Members from each participating farm will take turns staffing the pop-up until it closes Dec. 27, 2021.

“We’ve been so busy here that originally we couldn’t keep up — we invited more people to come,” Atkins said. “Everybody is part of this group called LocalFiber and it’s a networking group of farmers and artisans just trying to connect people with the fiber to people who want to use the fiber.”

Atkins explained that there are more than 200 different breeds of sheep and that the production process begins after the wool is shorn off the sheep. After shearing, the wool is washed and then carded. Carding is a process in which the fibers are pulled through a fine metal comb-like tool that straightens out the naturally curly fibers. Next, the wool is spun into yarn, which can be processed differently to create thinner or thicker yarn.

At this point, wool is sometimes sold to consumers who wish to dye it themselves or use it as raw materials for other products, or it might be dyed and sold as colorful yarn for people to knit or crochet.

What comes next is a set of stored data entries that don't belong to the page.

pub struct FocusEngine {
    clock: Arc<dyn Clock>,
    settings: TimerSettings,
    bank: SessionTimerBank,
    clutch: ClutchGate,
    ritual: Option<RitualGate>,
    disturbances: DisturbanceBus,
    selected: SessionKind,
    stats: DailyStats,
    history: HistoryLog,
    tasks: TaskBacklog,
    last_tick: Option<DateTime<Local>>,
    dirty: BTreeSet<StateKey>,
}
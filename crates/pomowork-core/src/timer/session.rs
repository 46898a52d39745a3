use std::fmt;
use std::str::FromStr;

use serde::{Deserialize, Serialize};

use crate::error::ValidationError;

/// The three independently tracked countdowns.
#[derive(Debug, Clone, Copy, PartialEq, Eq, PartialOrd, Ord, Hash, Serialize, Deserialize)]
pub enum SessionKind {
    #[serde(rename = "work", alias = "focus")]
    Focus,
    #[serde(rename = "short_break")]
    ShortBreak,
    #[serde(rename = "earned_break")]
    EarnedBreak,
}

impl SessionKind {
    pub const ALL: [SessionKind; 3] = [
        SessionKind::Focus,
        SessionKind::ShortBreak,
        SessionKind::EarnedBreak,
    ];

    pub fn label(self) -> &'static str {
        match self {
            SessionKind::Focus => "Focus Time",
            SessionKind::ShortBreak => "Short Break",
            SessionKind::EarnedBreak => "Earned Break",
        }
    }
}

impl fmt::Display for SessionKind {
    fn fmt(&self, f: &mut fmt::Formatter<'_>) -> fmt::Result {
        let s = match self {
            SessionKind::Focus => "focus",
            SessionKind::ShortBreak => "short_break",
            SessionKind::EarnedBreak => "earned_break",
        };
        f.write_str(s)
    }
}

impl FromStr for SessionKind {
    type Err = ValidationError;

    fn from_str(s: &str) -> Result<Self, Self::Err> {
        match s.to_ascii_lowercase().as_str() {
            "focus" | "work" => Ok(SessionKind::Focus),
            "short" | "short_break" | "short-break" => Ok(SessionKind::ShortBreak),
            "earned" | "earned_break" | "earned-break" | "long" => Ok(SessionKind::EarnedBreak),
            other => Err(ValidationError::InvalidValue {
                field: "session kind".into(),
                message: format!("'{other}' is not one of focus, short, earned"),
            }),
        }
    }
}

/// Countdown state for one session kind.
#[derive(Debug, Clone, Copy, PartialEq, Eq, Serialize, Deserialize)]
#[serde(rename_all = "camelCase")]
pub struct SessionTimerState {
    pub time_left_seconds: u64,
    pub is_active: bool,
    /// Whether the current run is a clutch run. Only ever set on Focus.
    #[serde(default)]
    pub is_clutch: bool,
}

impl SessionTimerState {
    /// A fresh, inactive countdown at full duration.
    pub fn idle(duration_secs: u64) -> Self {
        Self {
            time_left_seconds: duration_secs,
            is_active: false,
            is_clutch: false,
        }
    }

    /// Active and flagged as a clutch run.
    pub fn is_engaged(&self) -> bool {
        self.is_active && self.is_clutch
    }
}

/// Display helper: `MM:SS`.
pub fn format_mm_ss(secs: u64) -> String {
    format!("{:02}:{:02}", secs / 60, secs % 60)
}

#[cfg(test)]
mod tests {
    use super::*;

    #[test]
    fn kind_serializes_with_storage_names() {
        assert_eq!(serde_json::to_string(&SessionKind::Focus).unwrap(), "\"work\"");
        assert_eq!(
            serde_json::to_string(&SessionKind::EarnedBreak).unwrap(),
            "\"earned_break\""
        );
        let parsed: SessionKind = serde_json::from_str("\"short_break\"").unwrap();
        assert_eq!(parsed, SessionKind::ShortBreak);
    }

    #[test]
    fn kind_parses_cli_aliases() {
        assert_eq!("work".parse::<SessionKind>().unwrap(), SessionKind::Focus);
        assert_eq!("Short".parse::<SessionKind>().unwrap(), SessionKind::ShortBreak);
        assert_eq!("long".parse::<SessionKind>().unwrap(), SessionKind::EarnedBreak);
        assert!("nap".parse::<SessionKind>().is_err());
    }

    #[test]
    fn format_pads_minutes_and_seconds() {
        assert_eq!(format_mm_ss(1500), "25:00");
        assert_eq!(format_mm_ss(61), "01:01");
        assert_eq!(format_mm_ss(0), "00:00");
    }
}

Wool has different uses and is spun up depending on how it will be used, Atkins said. Fine wools like merino have more crimp per inch and is generally more expensive. It is typically used for things like undergarments, woolen suits and baby clothes or toys, while medium wool can be used for mittens, sweaters and outerwear. Long wool, which has the least amount of crimp, is used for macrame, wall hangings, blankets, rugs and socks. Atkins also noted that wool has scales, which is why it can be used for felting projects.

Zoë Freer-Hessler

Zoë Freer-Hessler is a general assignment reporter for the Ithaca Voice. She has covered a wide range of topics since joining the news organization in November 2021. She can be reached at zhessler@ithacavoice.com...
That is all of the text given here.